Käpt'n Lancelot Smith stand am Steuerrad und starrte angestrengt hinaus in den dichten Schneesturm. Nichts war zu erkennen. Die Böen peitschten die Flocken gegen die Scheiben, schüttelten die Albatros und ließen sie trotz ihrer Größe schwanken und rollen wie ein Schiff auf See. Hinter dem großen hölzernen Rad stehend, mit seinem schmalen Vollbart, der ein kantiges Kinn umrahmte, dem hageren Gesicht und der Pfeife wirkte Lancelot Hercules Siegfried Hannibal Amadeus Smith wie der Kapitän eines alten Segelschiffes. Seine Pfeife enthielt zwar keinen Tabak, aber wenn er angespannt war, hielt er noch immer an dieser alten Gewohnheit fest. Lancelot steuerte einem neuen Windstoß entgegen und kontrollierte den Kurs mit Kompaß und Radar. Der Bildschirm zeigte eine dreidimensionale Darstellung der Landschaft, der Berge und Täler der peruanischen Anden. Für einen Moment teilte sich die wirbelnde weiße Masse des Schnees und gab den Blick auf die wirklichen Berge tief unten frei, dann schien die Albatros wieder im Nichts zu schweben. Der Orkan packte das Luftschiff so heftig, daß das Holz der Täfelung leise knarrte.

„Vergiß es!“

Lancelot fuhr herum. Er hatte Tilly nicht eintreten gehört. Sie stand direkt hinter ihm und legte die Hand auf seine Schulter. Tilly Winter mit ihrem kurzen, schwarzen Haar wirkte viel jünger als der bereits ergrauende, immer ernst scheinende Lancelot, obgleich beide nur wenig mehr als dreißig Jahre alt waren.

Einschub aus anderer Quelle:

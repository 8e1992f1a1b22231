//! Periodic drain of the flow tables into the metric sink.

use crate::aggregator::Aggregator;
use crate::app_table::AppTable;
use crate::flow::FlowRecord;
use crate::metrics::MetricsCollector;
use crate::reload::SharedTable;
use crate::sink::{FlowMetric, FlowTags, MetricSink, MEASUREMENT};
use crate::stats::EngineStats;
use chrono::{DateTime, Utc};
use std::collections::HashMap;
use std::fmt::Display;
use std::sync::atomic::Ordering;
use std::sync::Arc;
use std::time::Duration;
use tokio_util::sync::CancellationToken;
use tracing::debug;

const UNKNOWN: &str = "unknown";
const MASKED: &str = "-1";

fn or_masked<T: Display>(value: Option<T>) -> String {
    value.map_or_else(|| MASKED.to_string(), |v| v.to_string())
}

/// Renders one drained record as an emitted metric.
///
/// `ports` maps port index to description; `apps` resolves application ids.
pub fn render(
    record: &FlowRecord,
    ports: &HashMap<u8, String>,
    apps: &AppTable,
    timestamp: DateTime<Utc>,
) -> FlowMetric {
    let key = &record.key;
    let iface = key
        .port
        .and_then(|index| ports.get(&index))
        .cloned()
        .unwrap_or_else(|| UNKNOWN.to_string());
    let af = key.af.map_or(UNKNOWN, |af| af.as_str());
    let app_desc = key.app.map_or_else(String::new, |app| apps.describe(app));

    FlowMetric {
        measurement: MEASUREMENT,
        tags: FlowTags {
            iface,
            direction: key.direction.as_str().to_string(),
            af: af.to_string(),
            proto: key.proto.to_string(),
            vlan: or_masked(key.vlan),
            src_host: key.src_host.to_string(),
            dst_host: key.dst_host.to_string(),
            src_as: or_masked(key.src_as),
            dst_as: or_masked(key.dst_as),
            src_port: or_masked(key.src_port),
            dst_port: or_masked(key.dst_port),
            app: format!("{:08x}", key.app.unwrap_or(0)),
            app_desc,
        },
        packets: record.packets,
        bytes: record.bytes,
        timestamp,
    }
}

/// Drains every core's aggregator and emits one metric per flow.
pub(crate) struct Exporter {
    aggregators: Vec<Arc<Aggregator>>,
    ports: HashMap<u8, String>,
    apps: Arc<SharedTable<AppTable>>,
    sink: Arc<dyn MetricSink>,
    stats: Arc<EngineStats>,
    metrics: MetricsCollector,
}

impl Exporter {
    pub(crate) fn new(
        aggregators: Vec<Arc<Aggregator>>,
        ports: HashMap<u8, String>,
        apps: Arc<SharedTable<AppTable>>,
        sink: Arc<dyn MetricSink>,
        stats: Arc<EngineStats>,
        metrics: MetricsCollector,
    ) -> Self {
        Exporter {
            aggregators,
            ports,
            apps,
            sink,
            stats,
            metrics,
        }
    }

    /// Returns the number of records emitted.
    pub(crate) fn export(&self) -> usize {
        let _timer = self.metrics.start_export_timer();
        let apps = self.apps.load();
        let timestamp = Utc::now();

        let mut emitted = 0;
        for aggregator in &self.aggregators {
            let records = aggregator.drain();
            debug!(core = aggregator.core(), records = records.len(), "drained flow table");
            for record in &records {
                self.sink
                    .emit(render(record, &self.ports, &apps, timestamp));
            }
            emitted += records.len();
        }

        self.stats
            .records_exported
            .fetch_add(emitted as u64, Ordering::Relaxed);
        emitted
    }
}

/// Exports every `period` until cancelled.
///
/// The shutdown drain is left to [`crate::Engine::wait`], which runs it once
/// the capture workers have stopped writing.
pub(crate) async fn run_export_task(
    exporter: Arc<Exporter>,
    period: Duration,
    shutdown: CancellationToken,
) {
    let start = tokio::time::Instant::now() + period;
    let mut tick = tokio::time::interval_at(start, period);

    loop {
        tokio::select! {
            _ = shutdown.cancelled() => break,
            _ = tick.tick() => {
                let records = exporter.export();
                debug!(records, "export tick");
            }
        }
    }
    debug!("export task stopped");
}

„Lance, ich weiß ja, daß du Stürme magst. Aber das hat doch keinen Zweck.“ Ungeduld lag in ihrer Stimme. „Laß es uns morgen versuchen.“

Der Kapitän seufzte. Tilly hatte recht, an eine Landung war nicht zu denken. „Hast du den Kurs schon eingegeben?“ Er wußte, daß sie das bereits getan hatte.

Sie nickte und trat an das Computerterminal an der hinteren Wand. Ein Tastendruck startete die bereits programmierte Zeitmaschine. Das Heulen des Sturms verklang, und nur noch das leise Summen der Motoren war zu hören. Der undurchdringliche Nebel der Zeit ersetzte für einen Moment das Schneetreiben, um dann einem blauen Himmel Platz zu machen.

Der Sturm hatte nachgelassen, aber noch immer jagten weiße Wolken an der Albatros vorbei, wandelten ihre Formen, wurden zerrissen und neu zusammengefügt. Die Berge der Cordillera Vilcabamba waren von frischem Schnee bedeckt, in den der dunkle Fels der steilen Hänge ein unregelmäßiges Muster zeichnete. Der kleine Ort San Miguel del Luz unten im Tal war nur an dichten Rauchwölkchen der Kamine zu erkennen.

„Na also“, sagte Tilly und ergriff selbst das Steuer, während Lancelot aus dem Fenster auf die nun so friedlich wirkende Landschaft schaute. In weitem Bogen umrundete sie das Dorf, um dann außer Sichtweite tiefer zu gehen und in den Schutz der Bergketten einzutauchen. Diese Landschaft im abgelegenen peruanischen Hochland war selbst im Sommer menschenleer. Nur wenige Indianer bekamen die silbrige Zigarre des Luftschiffs hin und wieder zu sehen und erzählten sich seit Jahrhunderten Geschichten vom geheimnisvollen Gefährt des Gottes Quetzal. Hier war die Albatros sicher.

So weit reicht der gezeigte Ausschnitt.